╭──

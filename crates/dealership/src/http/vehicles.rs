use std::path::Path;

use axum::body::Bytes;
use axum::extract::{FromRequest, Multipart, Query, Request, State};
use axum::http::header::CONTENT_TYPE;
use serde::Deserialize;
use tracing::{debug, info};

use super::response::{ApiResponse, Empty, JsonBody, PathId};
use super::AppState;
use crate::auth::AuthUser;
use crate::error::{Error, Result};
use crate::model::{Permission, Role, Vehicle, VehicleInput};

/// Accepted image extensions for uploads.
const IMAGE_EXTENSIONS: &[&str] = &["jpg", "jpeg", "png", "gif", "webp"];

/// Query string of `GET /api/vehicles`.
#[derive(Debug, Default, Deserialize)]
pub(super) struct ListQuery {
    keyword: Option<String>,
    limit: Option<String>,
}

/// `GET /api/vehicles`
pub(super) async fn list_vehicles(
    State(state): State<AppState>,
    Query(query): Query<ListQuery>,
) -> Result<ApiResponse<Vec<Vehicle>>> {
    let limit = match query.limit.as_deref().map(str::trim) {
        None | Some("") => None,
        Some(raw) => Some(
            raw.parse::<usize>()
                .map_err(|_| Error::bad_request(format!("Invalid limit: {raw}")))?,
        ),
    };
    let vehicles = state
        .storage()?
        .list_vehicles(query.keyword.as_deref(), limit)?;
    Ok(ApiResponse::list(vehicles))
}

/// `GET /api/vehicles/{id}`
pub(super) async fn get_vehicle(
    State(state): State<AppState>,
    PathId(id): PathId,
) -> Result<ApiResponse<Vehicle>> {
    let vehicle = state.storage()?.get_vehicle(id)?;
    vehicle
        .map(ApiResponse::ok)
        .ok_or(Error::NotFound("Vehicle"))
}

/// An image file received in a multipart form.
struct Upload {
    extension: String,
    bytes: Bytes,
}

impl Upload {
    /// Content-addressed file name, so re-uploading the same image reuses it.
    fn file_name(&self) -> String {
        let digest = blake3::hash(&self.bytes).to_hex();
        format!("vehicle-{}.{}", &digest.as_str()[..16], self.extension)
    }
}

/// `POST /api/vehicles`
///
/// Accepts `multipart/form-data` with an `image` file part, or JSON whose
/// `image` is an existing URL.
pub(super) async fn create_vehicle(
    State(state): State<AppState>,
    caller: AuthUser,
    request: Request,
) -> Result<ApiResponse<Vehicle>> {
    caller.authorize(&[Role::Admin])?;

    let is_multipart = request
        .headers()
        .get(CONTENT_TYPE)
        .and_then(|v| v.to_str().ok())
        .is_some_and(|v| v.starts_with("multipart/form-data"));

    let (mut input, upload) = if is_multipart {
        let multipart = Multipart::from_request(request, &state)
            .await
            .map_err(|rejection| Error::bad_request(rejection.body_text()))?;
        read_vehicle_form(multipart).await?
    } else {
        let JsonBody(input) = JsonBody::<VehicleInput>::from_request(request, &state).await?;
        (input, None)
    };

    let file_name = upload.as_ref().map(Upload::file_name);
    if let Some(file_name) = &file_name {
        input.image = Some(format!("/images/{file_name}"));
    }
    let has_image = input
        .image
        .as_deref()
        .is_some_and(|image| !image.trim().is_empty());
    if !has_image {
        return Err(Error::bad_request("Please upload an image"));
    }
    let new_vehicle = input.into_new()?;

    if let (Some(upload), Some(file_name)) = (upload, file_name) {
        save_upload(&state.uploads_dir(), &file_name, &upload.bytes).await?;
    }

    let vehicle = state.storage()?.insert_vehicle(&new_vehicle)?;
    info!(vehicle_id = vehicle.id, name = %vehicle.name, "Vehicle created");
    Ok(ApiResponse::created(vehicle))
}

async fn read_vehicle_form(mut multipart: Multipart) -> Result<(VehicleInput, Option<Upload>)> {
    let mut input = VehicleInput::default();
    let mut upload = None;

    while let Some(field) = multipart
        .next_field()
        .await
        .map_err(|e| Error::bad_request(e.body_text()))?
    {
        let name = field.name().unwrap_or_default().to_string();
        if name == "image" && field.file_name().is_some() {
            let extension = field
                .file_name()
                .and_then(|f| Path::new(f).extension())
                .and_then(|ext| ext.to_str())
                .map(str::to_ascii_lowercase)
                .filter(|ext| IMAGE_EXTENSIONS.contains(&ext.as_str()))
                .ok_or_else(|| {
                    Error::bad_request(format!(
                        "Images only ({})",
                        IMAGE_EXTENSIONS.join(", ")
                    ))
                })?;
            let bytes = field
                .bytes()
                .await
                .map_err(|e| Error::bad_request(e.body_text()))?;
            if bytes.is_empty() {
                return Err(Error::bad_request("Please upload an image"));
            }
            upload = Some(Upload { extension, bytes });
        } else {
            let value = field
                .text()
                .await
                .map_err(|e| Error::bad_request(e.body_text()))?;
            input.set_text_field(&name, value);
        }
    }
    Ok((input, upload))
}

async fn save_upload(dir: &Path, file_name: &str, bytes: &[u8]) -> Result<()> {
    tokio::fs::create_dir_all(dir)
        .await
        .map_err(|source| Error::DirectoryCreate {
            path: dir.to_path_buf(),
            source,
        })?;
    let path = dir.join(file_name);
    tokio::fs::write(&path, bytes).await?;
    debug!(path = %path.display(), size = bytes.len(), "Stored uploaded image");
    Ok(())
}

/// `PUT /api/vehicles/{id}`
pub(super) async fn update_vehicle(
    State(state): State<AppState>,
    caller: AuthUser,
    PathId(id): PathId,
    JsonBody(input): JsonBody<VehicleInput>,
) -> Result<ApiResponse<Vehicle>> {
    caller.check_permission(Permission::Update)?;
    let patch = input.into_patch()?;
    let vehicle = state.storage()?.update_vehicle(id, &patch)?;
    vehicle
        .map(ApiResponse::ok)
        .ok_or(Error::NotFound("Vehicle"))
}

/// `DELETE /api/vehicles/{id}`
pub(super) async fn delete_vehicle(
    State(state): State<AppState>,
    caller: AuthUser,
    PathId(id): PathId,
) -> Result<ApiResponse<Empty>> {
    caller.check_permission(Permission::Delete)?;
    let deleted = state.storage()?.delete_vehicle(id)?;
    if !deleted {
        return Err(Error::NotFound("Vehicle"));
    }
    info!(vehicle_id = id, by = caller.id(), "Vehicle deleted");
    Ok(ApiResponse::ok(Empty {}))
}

╰──
╭──

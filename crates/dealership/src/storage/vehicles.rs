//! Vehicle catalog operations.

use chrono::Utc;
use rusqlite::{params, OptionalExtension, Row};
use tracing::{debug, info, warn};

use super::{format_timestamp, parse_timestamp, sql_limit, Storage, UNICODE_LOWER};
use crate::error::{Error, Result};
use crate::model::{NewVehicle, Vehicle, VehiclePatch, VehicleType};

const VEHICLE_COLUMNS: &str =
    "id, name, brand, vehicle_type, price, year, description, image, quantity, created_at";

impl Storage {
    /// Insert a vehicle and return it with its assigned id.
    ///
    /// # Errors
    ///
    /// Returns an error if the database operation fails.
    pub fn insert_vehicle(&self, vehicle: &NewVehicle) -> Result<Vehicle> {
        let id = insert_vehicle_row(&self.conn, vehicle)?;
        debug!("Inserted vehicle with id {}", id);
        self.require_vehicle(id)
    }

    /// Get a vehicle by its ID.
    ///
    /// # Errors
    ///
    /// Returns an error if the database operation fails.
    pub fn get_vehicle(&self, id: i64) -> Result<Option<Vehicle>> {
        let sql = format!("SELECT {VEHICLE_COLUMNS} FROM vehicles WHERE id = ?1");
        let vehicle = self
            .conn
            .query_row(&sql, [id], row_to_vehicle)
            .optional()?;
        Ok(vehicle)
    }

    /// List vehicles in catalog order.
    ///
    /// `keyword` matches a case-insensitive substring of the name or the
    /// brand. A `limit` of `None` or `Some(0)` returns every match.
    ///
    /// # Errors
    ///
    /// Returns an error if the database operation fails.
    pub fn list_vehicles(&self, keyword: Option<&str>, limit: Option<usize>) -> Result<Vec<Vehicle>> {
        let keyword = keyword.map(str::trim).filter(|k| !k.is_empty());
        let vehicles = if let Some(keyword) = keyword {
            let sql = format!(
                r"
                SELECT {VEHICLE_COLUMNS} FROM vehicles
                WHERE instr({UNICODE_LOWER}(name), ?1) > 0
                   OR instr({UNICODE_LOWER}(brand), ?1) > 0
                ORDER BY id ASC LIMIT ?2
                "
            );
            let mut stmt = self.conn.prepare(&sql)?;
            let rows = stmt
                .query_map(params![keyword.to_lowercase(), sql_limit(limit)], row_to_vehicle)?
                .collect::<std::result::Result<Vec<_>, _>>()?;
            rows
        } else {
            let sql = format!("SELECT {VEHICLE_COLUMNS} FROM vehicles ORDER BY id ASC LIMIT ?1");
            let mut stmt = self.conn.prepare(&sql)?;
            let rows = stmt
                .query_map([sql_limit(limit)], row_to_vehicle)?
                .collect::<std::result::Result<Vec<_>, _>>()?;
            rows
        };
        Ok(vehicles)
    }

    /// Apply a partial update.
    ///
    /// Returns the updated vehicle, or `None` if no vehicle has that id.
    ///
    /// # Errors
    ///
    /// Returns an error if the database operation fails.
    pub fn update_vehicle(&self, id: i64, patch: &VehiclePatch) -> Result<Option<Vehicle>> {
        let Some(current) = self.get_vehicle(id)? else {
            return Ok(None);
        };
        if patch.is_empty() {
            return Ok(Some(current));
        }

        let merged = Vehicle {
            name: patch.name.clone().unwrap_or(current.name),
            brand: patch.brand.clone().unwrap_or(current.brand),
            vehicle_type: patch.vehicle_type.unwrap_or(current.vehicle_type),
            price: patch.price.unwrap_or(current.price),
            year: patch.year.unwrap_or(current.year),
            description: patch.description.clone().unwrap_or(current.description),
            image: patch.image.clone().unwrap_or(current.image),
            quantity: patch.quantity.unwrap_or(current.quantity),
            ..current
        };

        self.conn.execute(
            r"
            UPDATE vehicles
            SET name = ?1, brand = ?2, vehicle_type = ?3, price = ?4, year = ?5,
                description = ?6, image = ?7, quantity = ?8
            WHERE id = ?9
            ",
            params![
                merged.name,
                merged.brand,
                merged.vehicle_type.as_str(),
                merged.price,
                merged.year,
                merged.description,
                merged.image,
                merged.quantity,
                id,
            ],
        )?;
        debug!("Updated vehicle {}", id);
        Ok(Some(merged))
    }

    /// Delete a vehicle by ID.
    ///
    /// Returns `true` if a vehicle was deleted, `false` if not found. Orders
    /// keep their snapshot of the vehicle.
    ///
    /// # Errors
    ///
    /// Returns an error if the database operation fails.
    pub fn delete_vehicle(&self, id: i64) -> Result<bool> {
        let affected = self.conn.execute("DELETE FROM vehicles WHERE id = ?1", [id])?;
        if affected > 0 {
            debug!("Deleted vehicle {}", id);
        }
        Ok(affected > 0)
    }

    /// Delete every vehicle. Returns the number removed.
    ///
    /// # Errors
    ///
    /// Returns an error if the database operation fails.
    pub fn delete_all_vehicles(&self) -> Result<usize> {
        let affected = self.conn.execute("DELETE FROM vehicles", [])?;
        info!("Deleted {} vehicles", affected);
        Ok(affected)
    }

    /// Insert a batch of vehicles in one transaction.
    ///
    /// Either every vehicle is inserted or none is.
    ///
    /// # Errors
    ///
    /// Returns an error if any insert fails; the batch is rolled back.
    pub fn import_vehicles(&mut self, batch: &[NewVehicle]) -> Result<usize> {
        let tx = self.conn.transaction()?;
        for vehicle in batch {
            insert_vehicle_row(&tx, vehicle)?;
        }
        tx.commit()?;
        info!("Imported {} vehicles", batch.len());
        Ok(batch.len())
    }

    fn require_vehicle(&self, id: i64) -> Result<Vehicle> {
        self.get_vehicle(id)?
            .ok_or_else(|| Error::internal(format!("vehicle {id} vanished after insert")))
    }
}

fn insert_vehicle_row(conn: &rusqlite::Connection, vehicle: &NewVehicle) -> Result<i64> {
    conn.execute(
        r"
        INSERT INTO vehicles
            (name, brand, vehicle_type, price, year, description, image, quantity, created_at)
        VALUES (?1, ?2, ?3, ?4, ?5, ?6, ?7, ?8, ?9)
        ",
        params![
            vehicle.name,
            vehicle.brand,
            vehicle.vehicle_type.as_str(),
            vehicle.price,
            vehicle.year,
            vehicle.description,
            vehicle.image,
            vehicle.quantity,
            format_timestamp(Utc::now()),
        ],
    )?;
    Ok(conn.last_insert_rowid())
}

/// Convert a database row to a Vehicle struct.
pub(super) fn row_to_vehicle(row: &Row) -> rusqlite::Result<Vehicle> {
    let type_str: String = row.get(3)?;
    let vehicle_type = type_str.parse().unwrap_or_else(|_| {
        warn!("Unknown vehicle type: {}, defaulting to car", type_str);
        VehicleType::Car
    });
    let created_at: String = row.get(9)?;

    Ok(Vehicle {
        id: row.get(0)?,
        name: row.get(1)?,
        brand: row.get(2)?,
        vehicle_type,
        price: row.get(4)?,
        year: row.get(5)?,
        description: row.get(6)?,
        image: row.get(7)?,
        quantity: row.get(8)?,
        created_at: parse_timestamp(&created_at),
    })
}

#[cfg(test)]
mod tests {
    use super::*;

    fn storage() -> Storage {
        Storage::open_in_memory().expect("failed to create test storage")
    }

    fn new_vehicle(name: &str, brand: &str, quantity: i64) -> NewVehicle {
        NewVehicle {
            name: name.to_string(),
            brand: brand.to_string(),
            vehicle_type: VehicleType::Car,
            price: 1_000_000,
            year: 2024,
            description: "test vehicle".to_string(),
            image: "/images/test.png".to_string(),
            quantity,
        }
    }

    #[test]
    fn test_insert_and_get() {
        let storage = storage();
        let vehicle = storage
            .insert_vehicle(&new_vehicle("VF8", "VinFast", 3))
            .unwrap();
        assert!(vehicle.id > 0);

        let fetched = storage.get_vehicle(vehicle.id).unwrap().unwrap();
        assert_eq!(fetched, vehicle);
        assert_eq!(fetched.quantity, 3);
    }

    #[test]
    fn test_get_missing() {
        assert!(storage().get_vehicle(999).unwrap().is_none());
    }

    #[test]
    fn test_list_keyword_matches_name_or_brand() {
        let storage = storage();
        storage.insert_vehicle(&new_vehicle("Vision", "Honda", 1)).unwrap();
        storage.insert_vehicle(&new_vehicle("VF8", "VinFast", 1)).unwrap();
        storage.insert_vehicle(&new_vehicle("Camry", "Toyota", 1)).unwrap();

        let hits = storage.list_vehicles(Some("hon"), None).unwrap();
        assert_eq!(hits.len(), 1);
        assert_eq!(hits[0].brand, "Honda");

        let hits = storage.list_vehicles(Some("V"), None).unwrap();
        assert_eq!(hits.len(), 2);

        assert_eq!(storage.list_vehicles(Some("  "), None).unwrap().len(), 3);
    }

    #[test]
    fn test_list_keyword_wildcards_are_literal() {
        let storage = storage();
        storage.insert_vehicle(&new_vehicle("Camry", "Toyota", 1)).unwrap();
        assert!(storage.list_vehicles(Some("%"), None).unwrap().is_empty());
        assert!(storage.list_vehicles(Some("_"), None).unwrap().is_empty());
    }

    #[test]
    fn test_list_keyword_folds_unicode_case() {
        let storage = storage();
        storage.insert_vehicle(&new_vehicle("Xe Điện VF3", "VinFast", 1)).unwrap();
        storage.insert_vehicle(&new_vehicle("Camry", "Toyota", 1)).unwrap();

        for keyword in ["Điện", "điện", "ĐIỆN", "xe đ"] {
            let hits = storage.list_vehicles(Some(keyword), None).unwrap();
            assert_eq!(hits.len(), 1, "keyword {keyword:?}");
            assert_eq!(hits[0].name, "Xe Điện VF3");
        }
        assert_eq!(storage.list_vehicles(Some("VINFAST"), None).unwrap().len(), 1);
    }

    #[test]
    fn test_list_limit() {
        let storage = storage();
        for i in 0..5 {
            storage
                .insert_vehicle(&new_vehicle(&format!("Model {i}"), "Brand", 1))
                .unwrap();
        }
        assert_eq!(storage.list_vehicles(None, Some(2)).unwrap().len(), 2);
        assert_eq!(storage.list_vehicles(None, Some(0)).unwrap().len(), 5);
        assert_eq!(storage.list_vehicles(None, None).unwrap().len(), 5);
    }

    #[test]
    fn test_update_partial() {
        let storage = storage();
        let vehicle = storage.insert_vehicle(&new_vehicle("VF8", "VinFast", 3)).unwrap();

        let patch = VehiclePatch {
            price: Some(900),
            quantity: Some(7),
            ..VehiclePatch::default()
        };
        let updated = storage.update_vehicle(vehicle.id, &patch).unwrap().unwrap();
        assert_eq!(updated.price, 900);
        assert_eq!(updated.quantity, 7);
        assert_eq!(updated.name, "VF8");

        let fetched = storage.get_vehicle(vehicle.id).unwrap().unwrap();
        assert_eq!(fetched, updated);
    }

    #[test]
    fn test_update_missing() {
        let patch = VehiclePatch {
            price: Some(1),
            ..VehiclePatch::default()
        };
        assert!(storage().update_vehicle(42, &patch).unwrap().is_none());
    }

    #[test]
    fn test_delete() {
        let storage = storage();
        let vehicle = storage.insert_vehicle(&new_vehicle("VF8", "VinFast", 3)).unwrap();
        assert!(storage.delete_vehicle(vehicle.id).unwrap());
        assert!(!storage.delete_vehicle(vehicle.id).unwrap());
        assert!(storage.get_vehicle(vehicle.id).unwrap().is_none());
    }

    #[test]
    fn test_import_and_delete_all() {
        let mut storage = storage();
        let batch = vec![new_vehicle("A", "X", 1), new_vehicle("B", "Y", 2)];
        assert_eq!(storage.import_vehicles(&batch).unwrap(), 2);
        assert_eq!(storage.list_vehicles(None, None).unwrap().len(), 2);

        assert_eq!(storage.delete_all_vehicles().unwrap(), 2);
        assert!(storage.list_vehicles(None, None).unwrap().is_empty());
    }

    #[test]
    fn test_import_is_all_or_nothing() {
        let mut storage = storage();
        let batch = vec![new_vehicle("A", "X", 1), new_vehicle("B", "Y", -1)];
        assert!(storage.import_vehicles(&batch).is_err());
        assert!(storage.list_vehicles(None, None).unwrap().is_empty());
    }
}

╰──

■ **Assigned task**
Set down, exactly as they appear above, all lines from the one that has "filename crates/dealership/src/http/vehicles.rs" down to the one that has "use super::AppState;", including those two and no others.

■ **Answer box**
filename crates/dealership/src/http/vehicles.rs
use std::path::Path;

use axum::body::Bytes;
use axum::extract::{FromRequest, Multipart, Query, Request, State};
use axum::http::header::CONTENT_TYPE;
use serde::Deserialize;
use tracing::{debug, info};

use super::response::{ApiResponse, Empty, JsonBody, PathId};
use super::AppState;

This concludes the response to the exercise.